── Input records

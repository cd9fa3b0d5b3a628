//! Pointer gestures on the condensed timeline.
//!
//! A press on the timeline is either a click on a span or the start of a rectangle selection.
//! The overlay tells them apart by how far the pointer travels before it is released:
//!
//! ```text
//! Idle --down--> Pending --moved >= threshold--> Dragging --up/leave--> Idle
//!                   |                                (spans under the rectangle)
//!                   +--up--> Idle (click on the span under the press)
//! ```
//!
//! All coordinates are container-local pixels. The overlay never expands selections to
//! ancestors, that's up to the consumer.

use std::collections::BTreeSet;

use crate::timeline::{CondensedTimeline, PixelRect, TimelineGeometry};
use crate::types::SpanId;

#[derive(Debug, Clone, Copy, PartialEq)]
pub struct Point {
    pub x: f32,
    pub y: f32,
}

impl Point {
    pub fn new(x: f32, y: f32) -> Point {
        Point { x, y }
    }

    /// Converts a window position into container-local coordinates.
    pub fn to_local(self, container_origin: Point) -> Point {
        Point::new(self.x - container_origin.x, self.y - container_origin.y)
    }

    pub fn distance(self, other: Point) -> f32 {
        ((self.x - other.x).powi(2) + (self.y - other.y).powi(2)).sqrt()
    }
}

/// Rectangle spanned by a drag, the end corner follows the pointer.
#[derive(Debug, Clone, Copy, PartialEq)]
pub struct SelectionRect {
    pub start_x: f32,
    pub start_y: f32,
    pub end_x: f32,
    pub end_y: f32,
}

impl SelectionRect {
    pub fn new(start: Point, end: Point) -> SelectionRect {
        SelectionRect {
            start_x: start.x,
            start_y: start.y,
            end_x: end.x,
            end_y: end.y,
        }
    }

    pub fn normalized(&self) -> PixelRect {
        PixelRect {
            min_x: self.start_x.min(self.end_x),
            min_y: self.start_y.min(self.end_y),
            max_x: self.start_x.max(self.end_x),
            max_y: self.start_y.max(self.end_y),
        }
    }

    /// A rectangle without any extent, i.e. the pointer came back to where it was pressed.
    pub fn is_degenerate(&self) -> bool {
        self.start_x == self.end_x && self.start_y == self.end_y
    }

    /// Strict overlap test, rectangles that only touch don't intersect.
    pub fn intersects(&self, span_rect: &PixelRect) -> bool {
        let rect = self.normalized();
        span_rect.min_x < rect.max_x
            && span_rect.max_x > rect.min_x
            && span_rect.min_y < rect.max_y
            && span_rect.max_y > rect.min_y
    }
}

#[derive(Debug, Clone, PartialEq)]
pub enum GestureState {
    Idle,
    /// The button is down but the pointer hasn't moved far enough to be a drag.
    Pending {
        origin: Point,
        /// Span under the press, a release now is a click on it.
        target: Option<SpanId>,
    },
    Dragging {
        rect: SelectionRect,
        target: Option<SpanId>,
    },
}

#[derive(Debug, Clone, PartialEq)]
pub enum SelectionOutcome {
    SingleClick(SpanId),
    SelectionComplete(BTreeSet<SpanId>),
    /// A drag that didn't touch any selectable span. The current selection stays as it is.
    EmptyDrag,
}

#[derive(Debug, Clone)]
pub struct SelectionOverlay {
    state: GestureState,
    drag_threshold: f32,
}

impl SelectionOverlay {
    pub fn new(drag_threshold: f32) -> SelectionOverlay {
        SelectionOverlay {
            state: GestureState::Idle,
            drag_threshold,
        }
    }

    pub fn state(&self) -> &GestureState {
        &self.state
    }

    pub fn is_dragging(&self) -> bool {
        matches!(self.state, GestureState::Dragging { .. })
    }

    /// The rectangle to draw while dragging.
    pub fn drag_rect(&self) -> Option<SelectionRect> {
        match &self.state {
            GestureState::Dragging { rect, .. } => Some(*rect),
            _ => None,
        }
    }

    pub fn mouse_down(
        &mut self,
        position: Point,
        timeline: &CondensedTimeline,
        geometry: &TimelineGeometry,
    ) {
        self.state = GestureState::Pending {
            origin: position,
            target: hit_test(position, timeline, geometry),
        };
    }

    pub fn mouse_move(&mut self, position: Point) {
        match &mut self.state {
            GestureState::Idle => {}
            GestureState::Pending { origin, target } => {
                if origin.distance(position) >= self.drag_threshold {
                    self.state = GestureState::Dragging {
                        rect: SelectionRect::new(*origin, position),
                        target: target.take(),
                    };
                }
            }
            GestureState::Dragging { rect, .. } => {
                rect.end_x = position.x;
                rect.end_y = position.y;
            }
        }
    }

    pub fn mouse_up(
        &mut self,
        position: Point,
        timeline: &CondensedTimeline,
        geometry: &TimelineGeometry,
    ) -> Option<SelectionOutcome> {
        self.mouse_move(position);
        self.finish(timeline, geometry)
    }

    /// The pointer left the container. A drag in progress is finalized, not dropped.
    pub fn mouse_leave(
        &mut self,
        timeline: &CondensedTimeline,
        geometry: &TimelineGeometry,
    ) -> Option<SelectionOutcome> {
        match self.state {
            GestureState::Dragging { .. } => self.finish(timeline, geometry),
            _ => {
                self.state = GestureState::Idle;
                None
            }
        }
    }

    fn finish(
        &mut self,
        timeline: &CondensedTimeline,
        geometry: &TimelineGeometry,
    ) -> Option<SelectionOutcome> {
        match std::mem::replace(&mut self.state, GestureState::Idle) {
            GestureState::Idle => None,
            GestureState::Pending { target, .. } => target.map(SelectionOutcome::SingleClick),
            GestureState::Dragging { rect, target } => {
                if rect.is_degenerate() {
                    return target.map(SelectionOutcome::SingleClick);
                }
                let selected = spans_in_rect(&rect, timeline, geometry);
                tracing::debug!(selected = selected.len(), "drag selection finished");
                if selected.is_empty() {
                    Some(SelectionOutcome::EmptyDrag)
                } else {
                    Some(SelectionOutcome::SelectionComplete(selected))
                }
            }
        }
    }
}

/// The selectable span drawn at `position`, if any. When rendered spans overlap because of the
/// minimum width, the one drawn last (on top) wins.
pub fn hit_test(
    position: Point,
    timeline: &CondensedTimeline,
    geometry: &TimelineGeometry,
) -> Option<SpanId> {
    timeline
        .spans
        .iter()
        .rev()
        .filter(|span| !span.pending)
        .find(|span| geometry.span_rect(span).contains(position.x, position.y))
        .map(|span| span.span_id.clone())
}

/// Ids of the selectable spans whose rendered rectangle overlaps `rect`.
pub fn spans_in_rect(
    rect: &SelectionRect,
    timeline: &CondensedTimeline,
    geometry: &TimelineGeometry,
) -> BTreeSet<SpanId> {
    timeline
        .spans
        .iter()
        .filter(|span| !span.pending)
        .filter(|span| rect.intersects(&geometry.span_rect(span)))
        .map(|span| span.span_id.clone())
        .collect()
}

────

> [Required action]: Give an exact transcription of the data shown above.

> [Answer for this exercise]:
repository cd9fa3b0d5b3a628
//! Pointer gestures on the condensed timeline.
//!
//! A press on the timeline is either a click on a span or the start of a rectangle selection.
//! The overlay tells them apart by how far the pointer travels before it is released:
//!
//! ```text
//! Idle --down--> Pending --moved >= threshold--> Dragging --up/leave--> Idle
//!                   |                                (spans under the rectangle)
//!                   +--up--> Idle (click on the span under the press)
//! ```
//!
//! All coordinates are container-local pixels. The overlay never expands selections to
//! ancestors, that's up to the consumer.

use std::collections::BTreeSet;

use crate::timeline::{CondensedTimeline, PixelRect, TimelineGeometry};
use crate::types::SpanId;

#[derive(Debug, Clone, Copy, PartialEq)]
pub struct Point {
    pub x: f32,
    pub y: f32,
}

impl Point {
    pub fn new(x: f32, y: f32) -> Point {
        Point { x, y }
    }

    /// Converts a window position into container-local coordinates.
    pub fn to_local(self, container_origin: Point) -> Point {
        Point::new(self.x - container_origin.x, self.y - container_origin.y)
    }

    pub fn distance(self, other: Point) -> f32 {
        ((self.x - other.x).powi(2) + (self.y - other.y).powi(2)).sqrt()
    }
}

/// Rectangle spanned by a drag, the end corner follows the pointer.
#[derive(Debug, Clone, Copy, PartialEq)]
pub struct SelectionRect {
    pub start_x: f32,
    pub start_y: f32,
    pub end_x: f32,
    pub end_y: f32,
}

impl SelectionRect {
    pub fn new(start: Point, end: Point) -> SelectionRect {
        SelectionRect {
            start_x: start.x,
            start_y: start.y,
            end_x: end.x,
            end_y: end.y,
        }
    }

    pub fn normalized(&self) -> PixelRect {
        PixelRect {
            min_x: self.start_x.min(self.end_x),
            min_y: self.start_y.min(self.end_y),
            max_x: self.start_x.max(self.end_x),
            max_y: self.start_y.max(self.end_y),
        }
    }

    /// A rectangle without any extent, i.e. the pointer came back to where it was pressed.
    pub fn is_degenerate(&self) -> bool {
        self.start_x == self.end_x && self.start_y == self.end_y
    }

    /// Strict overlap test, rectangles that only touch don't intersect.
    pub fn intersects(&self, span_rect: &PixelRect) -> bool {
        let rect = self.normalized();
        span_rect.min_x < rect.max_x
            && span_rect.max_x > rect.min_x
            && span_rect.min_y < rect.max_y
            && span_rect.max_y > rect.min_y
    }
}

#[derive(Debug, Clone, PartialEq)]
pub enum GestureState {
    Idle,
    /// The button is down but the pointer hasn't moved far enough to be a drag.
    Pending {
        origin: Point,
        /// Span under the press, a release now is a click on it.
        target: Option<SpanId>,
    },
    Dragging {
        rect: SelectionRect,
        target: Option<SpanId>,
    },
}

#[derive(Debug, Clone, PartialEq)]
pub enum SelectionOutcome {
    SingleClick(SpanId),
    SelectionComplete(BTreeSet<SpanId>),
    /// A drag that didn't touch any selectable span. The current selection stays as it is.
    EmptyDrag,
}

#[derive(Debug, Clone)]
pub struct SelectionOverlay {
    state: GestureState,
    drag_threshold: f32,
}

impl SelectionOverlay {
    pub fn new(drag_threshold: f32) -> SelectionOverlay {
        SelectionOverlay {
            state: GestureState::Idle,
            drag_threshold,
        }
    }

    pub fn state(&self) -> &GestureState {
        &self.state
    }

    pub fn is_dragging(&self) -> bool {
        matches!(self.state, GestureState::Dragging { .. })
    }

    /// The rectangle to draw while dragging.
    pub fn drag_rect(&self) -> Option<SelectionRect> {
        match &self.state {
            GestureState::Dragging { rect, .. } => Some(*rect),
            _ => None,
        }
    }

    pub fn mouse_down(
        &mut self,
        position: Point,
        timeline: &CondensedTimeline,
        geometry: &TimelineGeometry,
    ) {
        self.state = GestureState::Pending {
            origin: position,
            target: hit_test(position, timeline, geometry),
        };
    }

    pub fn mouse_move(&mut self, position: Point) {
        match &mut self.state {
            GestureState::Idle => {}
            GestureState::Pending { origin, target } => {
                if origin.distance(position) >= self.drag_threshold {
                    self.state = GestureState::Dragging {
                        rect: SelectionRect::new(*origin, position),
                        target: target.take(),
                    };
                }
            }
            GestureState::Dragging { rect, .. } => {
                rect.end_x = position.x;
                rect.end_y = position.y;
            }
        }
    }

    pub fn mouse_up(
        &mut self,
        position: Point,
        timeline: &CondensedTimeline,
        geometry: &TimelineGeometry,
    ) -> Option<SelectionOutcome> {
        self.mouse_move(position);
        self.finish(timeline, geometry)
    }

    /// The pointer left the container. A drag in progress is finalized, not dropped.
    pub fn mouse_leave(
        &mut self,
        timeline: &CondensedTimeline,
        geometry: &TimelineGeometry,
    ) -> Option<SelectionOutcome> {
        match self.state {
            GestureState::Dragging { .. } => self.finish(timeline, geometry),
            _ => {
                self.state = GestureState::Idle;
                None
            }
        }
    }

    fn finish(
        &mut self,
        timeline: &CondensedTimeline,
        geometry: &TimelineGeometry,
    ) -> Option<SelectionOutcome> {
        match std::mem::replace(&mut self.state, GestureState::Idle) {
            GestureState::Idle => None,
            GestureState::Pending { target, .. } => target.map(SelectionOutcome::SingleClick),
            GestureState::Dragging { rect, target } => {
                if rect.is_degenerate() {
                    return target.map(SelectionOutcome::SingleClick);
                }
                let selected = spans_in_rect(&rect, timeline, geometry);
                tracing::debug!(selected = selected.len(), "drag selection finished");
                if selected.is_empty() {
                    Some(SelectionOutcome::EmptyDrag)
                } else {
                    Some(SelectionOutcome::SelectionComplete(selected))
                }
            }
        }
    }
}

/// The selectable span drawn at `position`, if any. When rendered spans overlap because of the
/// minimum width, the one drawn last (on top) wins.
pub fn hit_test(
    position: Point,
    timeline: &CondensedTimeline,
    geometry: &TimelineGeometry,
) -> Option<SpanId> {
    timeline
        .spans
        .iter()
        .rev()
        .filter(|span| !span.pending)
        .find(|span| geometry.span_rect(span).contains(position.x, position.y))
        .map(|span| span.span_id.clone())
}

/// Ids of the selectable spans whose rendered rectangle overlaps `rect`.
pub fn spans_in_rect(
    rect: &SelectionRect,
    timeline: &CondensedTimeline,
    geometry: &TimelineGeometry,
) -> BTreeSet<SpanId> {
    timeline
        .spans
        .iter()
        .filter(|span| !span.pending)
        .filter(|span| rect.intersects(&geometry.span_rect(span)))
        .map(|span| span.span_id.clone())
        .collect()
}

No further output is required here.